[Stored data entries]
****************
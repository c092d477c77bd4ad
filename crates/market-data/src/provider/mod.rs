//! Market data provider abstractions and implementations.
//!
//! This module contains:
//! - The `MarketDataProvider` trait that all providers implement
//! - The HTTP transport seam adapters issue their single call through
//! - Concrete provider implementations (Alpha Vantage, Yahoo, Finnhub)
//!
//! # Architecture
//!
//! The provider system is designed to be:
//! - **Provider-agnostic**: The client only sees `MarketDataProvider`
//! - **Closed**: Providers are a `ProviderId` enum, and every interval mapping
//!   is an exhaustive `match`
//! - **Testable**: Adapters take an `HttpTransport` and a `Clock`, so payload
//!   handling is exercised without network or real time

mod http;
mod rate_limit;
mod traits;

pub mod alpha_vantage;
pub mod finnhub;
pub mod yahoo;

use std::sync::Arc;

use chrono::{DateTime, Utc};
use num_traits::FromPrimitive;
use rust_decimal::Decimal;

use crate::clock::Clock;
use crate::config::ProviderConfig;
use crate::errors::{MarketDataError, ParseFailure};
use crate::models::ProviderId;

// Re-exports
pub use http::{mask_secret, HttpError, HttpRequest, HttpResponse, HttpTransport, ReqwestTransport};
pub use rate_limit::RateLimit;
pub use traits::MarketDataProvider;

/// Build the adapter for `config.id()`.
pub fn build_provider(
    config: ProviderConfig,
    transport: Arc<dyn HttpTransport>,
    clock: Arc<dyn Clock>,
) -> Result<Arc<dyn MarketDataProvider>, MarketDataError> {
    let provider: Arc<dyn MarketDataProvider> = match config.id() {
        ProviderId::AlphaVantage => Arc::new(alpha_vantage::AlphaVantageProvider::new(
            config, transport, clock,
        )?),
        ProviderId::YahooFinance => {
            Arc::new(yahoo::YahooProvider::new(config, transport, clock)?)
        }
        ProviderId::Finnhub => Arc::new(finnhub::FinnhubProvider::new(config, transport, clock)?),
    };
    Ok(provider)
}

/// Convert a JSON float to `Decimal`, rejecting NaN and infinities.
pub(crate) fn decimal_from_f64(
    provider: ProviderId,
    field: &str,
    value: f64,
) -> Result<Decimal, MarketDataError> {
    Decimal::from_f64(value)
        .map(|d| d.normalize())
        .ok_or_else(|| {
            MarketDataError::parse(
                provider,
                ParseFailure::InvalidValue {
                    field: field.to_string(),
                    value: value.to_string(),
                },
            )
        })
}

/// Unix seconds to UTC, `None` for zero or out-of-range values.
pub(crate) fn unix_to_utc(seconds: i64) -> Option<DateTime<Utc>> {
    if seconds <= 0 {
        return None;
    }
    DateTime::from_timestamp(seconds, 0)
}
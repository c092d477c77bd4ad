//! Per-provider attempt tracking for fallback diagnostics.

use std::fmt;

use crate::errors::MarketDataError;
use crate::models::ProviderId;

/// Why a provider was skipped without being called.
#[derive(Clone, Debug, PartialEq, Eq)]
pub enum SkipReason {
    /// The caller asked for a provider the client was not built with.
    NotConfigured,
}

impl fmt::Display for SkipReason {
    fn fmt(&self, f: &mut fmt::Formatter<'_>) -> fmt::Result {
        match self {
            SkipReason::NotConfigured => f.write_str("not configured"),
        }
    }
}

/// Record of a single provider during a fetch.
#[derive(Clone, Debug)]
pub struct ProviderAttempt {
    pub provider: ProviderId,
    /// Number of adapter calls made, retries included.
    pub calls: u32,
    pub skipped: Option<SkipReason>,
    /// Final error after retries were spent.
    pub error: Option<MarketDataError>,
}

/// Ordered record of every provider a fetch touched.
#[derive(Clone, Debug, Default)]
pub struct FetchDiagnostics {
    pub attempts: Vec<ProviderAttempt>,
}

impl FetchDiagnostics {
    pub fn new() -> Self {
        Self {
            attempts: Vec::new(),
        }
    }

    pub fn record_skip(&mut self, provider: ProviderId, reason: SkipReason) {
        self.attempts.push(ProviderAttempt {
            provider,
            calls: 0,
            skipped: Some(reason),
            error: None,
        });
    }

    pub fn record_error(&mut self, provider: ProviderId, calls: u32, error: MarketDataError) {
        self.attempts.push(ProviderAttempt {
            provider,
            calls,
            skipped: None,
            error: Some(error),
        });
    }

    /// Summary for logging/debugging.
    pub fn summary(&self) -> String {
        self.attempts
            .iter()
            .map(|a| {
                if let Some(skip) = &a.skipped {
                    format!("{}: SKIPPED ({})", a.provider, skip)
                } else if let Some(err) = &a.error {
                    format!("{}: ERROR after {} call(s) ({})", a.provider, a.calls, err)
                } else {
                    format!("{}: UNKNOWN", a.provider)
                }
            })
            .collect::<Vec<_>>()
            .join(" -> ")
    }

    pub fn skip_reasons(&self) -> Vec<(ProviderId, &SkipReason)> {
        self.attempts
            .iter()
            .filter_map(|a| a.skipped.as_ref().map(|s| (a.provider, s)))
            .collect()
    }

    pub fn errors(&self) -> Vec<(ProviderId, &MarketDataError)> {
        self.attempts
            .iter()
            .filter_map(|a| a.error.as_ref().map(|e| (a.provider, e)))
            .collect()
    }

    pub fn len(&self) -> usize {
        self.attempts.len()
    }

    pub fn is_empty(&self) -> bool {
        self.attempts.is_empty()
    }
}

impl fmt::Display for FetchDiagnostics {
    fn fmt(&self, f: &mut fmt::Formatter<'_>) -> fmt::Result {
        if self.attempts.is_empty() {
            return f.write_str("no providers attempted");
        }
        f.write_str(&self.summary())
    }
}
//! Field composition.
//!
//! [`FieldRenderer`] ties the pipeline together for one form: it describes a
//! field (merged options + semantic type), instantiates the renderer,
//! selects a wrapper and walks the wrapper's components in order.

use std::collections::HashMap;
use std::sync::Arc;

use serde_json::{Map, Value};
use tracing::debug;

use formwright_core::logging::field_span;
use formwright_core::settings::Settings;
use formwright_core::FormResult;

use crate::components::{self, is_decorator, ATTRIBUTE_COMPONENTS};
use crate::fragment::{push_class, Control, Fragment, GroupFragment, RenderedField};
use crate::inputs::{BlockInput, ControlAttributes, FieldDescriptor, Input, InputContext};
use crate::mapping::MappingResolver;
use crate::model::BoundModel;
use crate::options::{class_list, is_disabled, is_set, map_option, merge_defaults, Options};
use crate::type_resolver::{BoundMetadata, TypeResolver};
use crate::wrappers::{ComponentSpec, Wrapper, WrapperResolver};

/// Option keys never folded into control attributes in control-only mode.
const FIELD_ONLY_EXCLUDED: &[&str] = &[
    "as",
    "boolean_style",
    "collection",
    "disabled",
    "label_method",
    "value_method",
    "prompt",
];

/// Renders the fields of one form.
pub struct FieldRenderer<'a> {
    pub(crate) object_name: &'a str,
    pub(crate) object: Option<&'a Arc<dyn BoundModel>>,
    pub(crate) settings: &'a Arc<Settings>,
    pub(crate) types: &'a TypeResolver,
    pub(crate) mappings: MappingResolver<'a>,
    pub(crate) wrappers: WrapperResolver<'a>,
    pub(crate) defaults: &'a Options,
    pub(crate) wrapper_mappings: &'a HashMap<String, String>,
    pub(crate) default_wrapper: &'a str,
}

impl<'a> FieldRenderer<'a> {
    /// Merges the form defaults under `options` and resolves the semantic
    /// type of `attribute`.
    pub fn describe(&self, attribute: &str, options: Options) -> FieldDescriptor {
        let options = merge_defaults(self.defaults, options);
        let bound = self
            .object
            .map(|object| BoundMetadata::from_model(object.as_ref(), attribute));
        let input_type = self.types.resolve(attribute, &options, bound.as_ref());
        FieldDescriptor {
            name: attribute.to_string(),
            input_type,
            bound,
            options,
            reflection: None,
        }
    }

    fn context(&self, field: FieldDescriptor) -> InputContext {
        InputContext {
            object_name: self.object_name.to_string(),
            object: self.object.cloned(),
            field,
            settings: Arc::clone(self.settings),
        }
    }

    fn wrapper(&self, field: &FieldDescriptor) -> FormResult<Arc<Wrapper>> {
        self.wrappers.resolve(
            &field.input_type,
            field.options.get("wrapper"),
            self.wrapper_mappings,
            &self.settings.wrapper_mappings,
            self.default_wrapper,
        )
    }

    /// Renders a full field: the wrapper's components around the control.
    ///
    /// With `block`, the caller's content replaces the control and no
    /// renderer lookup happens; label, hint and error still render.
    ///
    /// # Errors
    ///
    /// Fails when no renderer is found for the semantic type or the wrapper
    /// cannot be resolved.
    pub fn render_field(&self, field: FieldDescriptor, block: Option<String>) -> FormResult<RenderedField> {
        let span = field_span(self.object_name, &field.name);
        let _guard = span.enter();

        let wrapper = self.wrapper(&field)?;
        let input: Box<dyn Input> = match block {
            Some(body) => Box::new(BlockInput::new(self.context(field), body)),
            None => {
                let factory = self.mappings.resolve(&field.input_type)?;
                debug!(renderer = %factory.qualified_name(), wrapper = %wrapper.name, "rendering field");
                factory.build(self.context(field))
            }
        };
        Ok(compose(input.as_ref(), &wrapper))
    }

    /// Renders only the control for `attribute`.
    ///
    /// Only the attribute decorators the resolved wrapper declares are
    /// applied. Remaining caller options become control attributes.
    ///
    /// # Errors
    ///
    /// Fails when no renderer is found or the wrapper cannot be resolved.
    pub fn render_field_only(&self, attribute: &str, options: Options) -> FormResult<Fragment> {
        let span = field_span(self.object_name, attribute);
        let _guard = span.enter();

        let mut field = self.describe(attribute, options.clone());
        let wrapper = self.wrapper(&field)?;
        let decorators: Vec<&str> = ATTRIBUTE_COMPONENTS
            .iter()
            .copied()
            .filter(|name| wrapper.declares(name))
            .collect();

        // Only call-site options are folded; form defaults contribute their
        // `input_html` alone.
        let mut call_site = options;
        let folded = fold_into_input_html(&call_site, &decorators);
        call_site.insert("input_html".into(), Value::Object(folded));
        field.options = merge_defaults(self.defaults, call_site);

        let factory = self.mappings.resolve(&field.input_type)?;
        let input = factory.build(self.context(field));
        let context = input.context();

        let required = context.is_required() && !input.disabled_components().contains(&"required");
        let mut attributes = ControlAttributes::with_classes(context.base_classes(required));
        for name in &decorators {
            components::decorate(name, context, required, &mut attributes);
        }

        let has_errors = context.has_errors();
        let extra_class = if has_errors {
            self.settings.input_field_error_class.as_deref()
        } else if context.is_validated() {
            self.settings.input_field_valid_class.as_deref()
        } else {
            None
        };
        if let Some(class) = extra_class {
            push_class(&mut attributes.classes, class);
        }

        Ok(render_control(input.as_ref(), attributes))
    }
}

/// Caller options become control attributes: everything except the excluded
/// keys and the active decorators, with `input_html` merged in last.
fn fold_into_input_html(options: &Options, decorators: &[&str]) -> Options {
    let mut folded: Options = options
        .iter()
        .filter(|(key, _)| {
            let key = key.as_str();
            key != "input_html" && !FIELD_ONLY_EXCLUDED.contains(&key) && !decorators.contains(&key)
        })
        .map(|(key, value)| (key.clone(), value.clone()))
        .collect();
    if let Some(html) = map_option(options, "input_html") {
        for (key, value) in html {
            folded.insert(key.clone(), value.clone());
        }
    }
    folded
}

/// Builds the control and merges the field's `input_html` over it.
fn render_control(input: &dyn Input, attributes: ControlAttributes) -> Fragment {
    let mut fragment = input.render(attributes);
    if let (Fragment::Control(control), Some(html)) = (&mut fragment, input.context().input_html()) {
        apply_input_html(control, html);
    }
    fragment
}

fn apply_input_html(control: &mut Control, html: &Map<String, Value>) {
    for (key, value) in html {
        match key.as_str() {
            "class" => {
                for class in class_list(Some(value)) {
                    push_class(&mut control.classes, &class);
                }
            }
            "id" => {
                if let Some(id) = value.as_str() {
                    control.id = id.to_string();
                }
            }
            "name" => {
                if let Some(name) = value.as_str() {
                    control.name = name.to_string();
                }
            }
            "value" => control.value = Some(value.clone()),
            // Carried by the control kind and name.
            "multiple" => {}
            _ => {
                control.attributes.insert(key.clone(), value.clone());
            }
        }
    }
}

/// Returns `true` if a component renders for this field.
///
/// A slot explicitly set to `false` or disabled by the renderer is off;
/// optional components need their slot set.
fn is_active(spec: &ComponentSpec, options: &Options, disabled: &[&str]) -> bool {
    if disabled.contains(&spec.name.as_str()) || is_disabled(options, &spec.name) {
        return false;
    }
    !spec.optional || is_set(options, &spec.name)
}

fn apply_decorators(
    components: &[ComponentSpec],
    context: &InputContext,
    required: bool,
    disabled: &[&str],
    attributes: &mut ControlAttributes,
) {
    for spec in components {
        if !is_active(spec, context.options(), disabled) {
            continue;
        }
        if spec.is_group() {
            apply_decorators(&spec.components, context, required, disabled, attributes);
        } else if is_decorator(&spec.name) {
            components::decorate(&spec.name, context, required, attributes);
        }
    }
}

struct Composition<'c> {
    context: &'c InputContext,
    control: &'c Fragment,
    required: bool,
    disabled: &'c [&'static str],
}

impl Composition<'_> {
    fn render(&self, components: &[ComponentSpec], out: &mut Vec<Fragment>) {
        let options = self.context.options();
        for spec in components {
            if !is_active(spec, options, self.disabled) {
                continue;
            }
            if spec.is_group() {
                let mut children = Vec::new();
                self.render(&spec.components, &mut children);
                if !children.is_empty() {
                    out.push(Fragment::Group(GroupFragment {
                        name: spec.name.clone(),
                        tag: spec.tag.clone(),
                        classes: spec.classes.clone(),
                        children,
                    }));
                }
                continue;
            }
            match spec.name.as_str() {
                "label" => out.push(self.label(&spec.options)),
                "input" => out.push(self.control.clone()),
                "label_input" => {
                    let label_on = !is_disabled(options, "label") && !self.disabled.contains(&"label");
                    if label_on {
                        out.push(self.label(&spec.options));
                    }
                    out.push(self.control.clone());
                }
                "hint" => out.extend(components::hint(self.context, &spec.options)),
                "error" => out.extend(components::error(self.context, &spec.options)),
                "full_error" => out.extend(components::full_error(self.context, &spec.options)),
                _ => {}
            }
        }
    }

    fn label(&self, spec_options: &Options) -> Fragment {
        components::label(self.context, self.required, spec_options)
    }
}

/// Renders `input` inside `wrapper`.
pub fn compose(input: &dyn Input, wrapper: &Wrapper) -> RenderedField {
    let context = input.context();
    let options = context.options();
    let disabled = input.disabled_components();
    let required = context.is_required() && !disabled.contains(&"required");

    let mut attributes = ControlAttributes::with_classes(context.base_classes(required));
    apply_decorators(&wrapper.components, context, required, disabled, &mut attributes);
    let control = render_control(input, attributes);

    let mut fragments = Vec::new();
    Composition {
        context,
        control: &control,
        required,
        disabled,
    }
    .render(&wrapper.components, &mut fragments);

    if is_disabled(options, "wrapper") {
        return RenderedField {
            tag: None,
            classes: Vec::new(),
            attributes: Map::new(),
            fragments,
        };
    }

    let has_errors = context.has_errors();
    let has_hint = fragments_contain_hint(&fragments);
    let mut classes = Vec::new();
    for class in &wrapper.classes {
        push_class(&mut classes, class);
    }
    push_class(&mut classes, &context.field.input_type);
    push_class(&mut classes, if required { "required" } else { "optional" });
    if context.is_disabled() {
        push_class(&mut classes, "disabled");
    }
    if has_errors {
        if let Some(class) = &wrapper.error_class {
            push_class(&mut classes, class);
        }
    }
    if has_hint {
        if let Some(class) = &wrapper.hint_class {
            push_class(&mut classes, class);
        }
    }
    if !has_errors && context.is_validated() {
        if let Some(class) = &wrapper.valid_class {
            push_class(&mut classes, class);
        }
    }

    let mut attributes = Map::new();
    if let Some(html) = map_option(options, "wrapper_html") {
        for (key, value) in html {
            if key == "class" {
                for class in class_list(Some(value)) {
                    push_class(&mut classes, &class);
                }
            } else {
                attributes.insert(key.clone(), value.clone());
            }
        }
    }

    RenderedField {
        tag: wrapper.tag.clone(),
        classes,
        attributes,
        fragments,
    }
}

fn fragments_contain_hint(fragments: &[Fragment]) -> bool {
    fragments.iter().any(|fragment| match fragment {
        Fragment::Hint(_) => true,
        Fragment::Group(group) => fragments_contain_hint(&group.children),
        _ => false,
    })
}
****************
The answer to this exercise is one number: how many lines of the records above contain the string "TypeResolver".

> **Output below**:
2